------ DATA
use std::path::{Path, PathBuf};

use anyhow::{Context, Result};
use serde::{Deserialize, Serialize};

use crate::output::read_json;
use crate::preprocess::resample::{Aggregation, Frequency};

// ---------------------------------------------------------------------------
// Per-task settings
//
// Defaults are the values the analyses were first run with; a JSON file
// passed with `--config` overrides any subset, and CLI flags override that.
// ---------------------------------------------------------------------------

#[derive(Debug, Clone, PartialEq, Serialize, Deserialize)]
#[serde(default)]
pub struct IrisConfig {
    pub input: PathBuf,
    pub outdir: PathBuf,
    pub target: Option<String>,
    pub test_size: f32,
    /// Fraction of the non-test rows held back to choose between candidates.
    pub validation_size: f32,
    pub random_state: u64,
    pub knn_k: usize,
    pub n_trees: u16,
}

impl Default for IrisConfig {
    fn default() -> Self {
        Self {
            input: PathBuf::from("data/iris.csv"),
            outdir: PathBuf::from("output/iris"),
            target: None,
            test_size: 0.2,
            validation_size: 0.25,
            random_state: 42,
            knn_k: 5,
            n_trees: 100,
        }
    }
}

#[derive(Debug, Clone, PartialEq, Serialize, Deserialize)]
#[serde(default)]
pub struct UnemploymentConfig {
    pub input: PathBuf,
    pub outdir: PathBuf,
    pub date_column: Option<String>,
    pub rate_column: Option<String>,
    pub year_column: Option<String>,
    pub month_column: Option<String>,
    pub region_column: Option<String>,
    pub frequency: Frequency,
    pub aggregation: Aggregation,
}

impl Default for UnemploymentConfig {
    fn default() -> Self {
        Self {
            input: PathBuf::from("data/unemployment.csv"),
            outdir: PathBuf::from("output/unemployment"),
            date_column: None,
            rate_column: None,
            year_column: None,
            month_column: None,
            region_column: None,
            frequency: Frequency::Monthly,
            aggregation: Aggregation::Mean,
        }
    }
}

#[derive(Debug, Clone, PartialEq, Serialize, Deserialize)]
#[serde(default)]
pub struct CarPriceConfig {
    pub input: PathBuf,
    pub outdir: PathBuf,
    pub target: Option<String>,
    pub test_size: f32,
    pub random_state: u64,
    pub n_trees: u16,
}

impl Default for CarPriceConfig {
    fn default() -> Self {
        Self {
            input: PathBuf::from("data/car data.csv"),
            outdir: PathBuf::from("output/car_price"),
            target: None,
            test_size: 0.2,
            random_state: 42,
            n_trees: 100,
        }
    }
}

// ---------------------------------------------------------------------------
// AppConfig
// ---------------------------------------------------------------------------

#[derive(Debug, Clone, Default, PartialEq, Serialize, Deserialize)]
#[serde(default)]
pub struct AppConfig {
    pub iris: IrisConfig,
    pub unemployment: UnemploymentConfig,
    pub car_price: CarPriceConfig,
}

impl AppConfig {
    /// Built-in defaults, or a JSON file layered over them.
    pub fn load(path: Option<&Path>) -> Result<Self> {
        let Some(path) = path else {
            return Ok(Self::default());
        };
        let config = read_json(path).context("loading config")?;
        log::debug!("Loaded config from {}", path.display());
        Ok(config)
    }
}
//! Content hashing for COW objects: lowercase hex SHA-256.

use sha2::{Digest, Sha256};

pub fn hash_bytes(bytes: &[u8]) -> String {
    let digest = Sha256::digest(bytes);
    digest.iter().map(|b| format!("{b:02x}")).collect()
}

/// Two-hex-digit shard prefix used for `_cow/{blobs,trees,commits}/<sha[0..2]>/<sha>`.
pub fn shard_prefix(hash: &str) -> &str {
    &hash[..2.min(hash.len())]
}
------------
HOW TO COMPLETE THIS TASK ->
Each record needs to be duplicated exactly.

REPLY TO THE TASK ->
use std::path::{Path, PathBuf};

use anyhow::{Context, Result};
use serde::{Deserialize, Serialize};

use crate::output::read_json;
use crate::preprocess::resample::{Aggregation, Frequency};

// ---------------------------------------------------------------------------
// Per-task settings
//
// Defaults are the values the analyses were first run with; a JSON file
// passed with `--config` overrides any subset, and CLI flags override that.
// ---------------------------------------------------------------------------

#[derive(Debug, Clone, PartialEq, Serialize, Deserialize)]
#[serde(default)]
pub struct IrisConfig {
    pub input: PathBuf,
    pub outdir: PathBuf,
    pub target: Option<String>,
    pub test_size: f32,
    /// Fraction of the non-test rows held back to choose between candidates.
    pub validation_size: f32,
    pub random_state: u64,
    pub knn_k: usize,
    pub n_trees: u16,
}

impl Default for IrisConfig {
    fn default() -> Self {
        Self {
            input: PathBuf::from("data/iris.csv"),
            outdir: PathBuf::from("output/iris"),
            target: None,
            test_size: 0.2,
            validation_size: 0.25,
            random_state: 42,
            knn_k: 5,
            n_trees: 100,
        }
    }
}

#[derive(Debug, Clone, PartialEq, Serialize, Deserialize)]
#[serde(default)]
pub struct UnemploymentConfig {
    pub input: PathBuf,
    pub outdir: PathBuf,
    pub date_column: Option<String>,
    pub rate_column: Option<String>,
    pub year_column: Option<String>,
    pub month_column: Option<String>,
    pub region_column: Option<String>,
    pub frequency: Frequency,
    pub aggregation: Aggregation,
}

impl Default for UnemploymentConfig {
    fn default() -> Self {
        Self {
            input: PathBuf::from("data/unemployment.csv"),
            outdir: PathBuf::from("output/unemployment"),
            date_column: None,
            rate_column: None,
            year_column: None,
            month_column: None,
            region_column: None,
            frequency: Frequency::Monthly,
            aggregation: Aggregation::Mean,
        }
    }
}

#[derive(Debug, Clone, PartialEq, Serialize, Deserialize)]
#[serde(default)]
pub struct CarPriceConfig {
    pub input: PathBuf,
    pub outdir: PathBuf,
    pub target: Option<String>,
    pub test_size: f32,
    pub random_state: u64,
    pub n_trees: u16,
}

impl Default for CarPriceConfig {
    fn default() -> Self {
        Self {
            input: PathBuf::from("data/car data.csv"),
            outdir: PathBuf::from("output/car_price"),
            target: None,
            test_size: 0.2,
            random_state: 42,
            n_trees: 100,
        }
    }
}

// ---------------------------------------------------------------------------
// AppConfig
// ---------------------------------------------------------------------------

#[derive(Debug, Clone, Default, PartialEq, Serialize, Deserialize)]
#[serde(default)]
pub struct AppConfig {
    pub iris: IrisConfig,
    pub unemployment: UnemploymentConfig,
    pub car_price: CarPriceConfig,
}

impl AppConfig {
    /// Built-in defaults, or a JSON file layered over them.
    pub fn load(path: Option<&Path>) -> Result<Self> {
        let Some(path) = path else {
            return Ok(Self::default());
        };
        let config = read_json(path).context("loading config")?;
        log::debug!("Loaded config from {}", path.display());
        Ok(config)
    }
}
//! Content hashing for COW objects: lowercase hex SHA-256.

use sha2::{Digest, Sha256};

pub fn hash_bytes(bytes: &[u8]) -> String {
    let digest = Sha256::digest(bytes);
    digest.iter().map(|b| format!("{b:02x}")).collect()
}

/// Two-hex-digit shard prefix used for `_cow/{blobs,trees,commits}/<sha[0..2]>/<sha>`.
pub fn shard_prefix(hash: &str) -> &str {
    &hash[..2.min(hash.len())]
}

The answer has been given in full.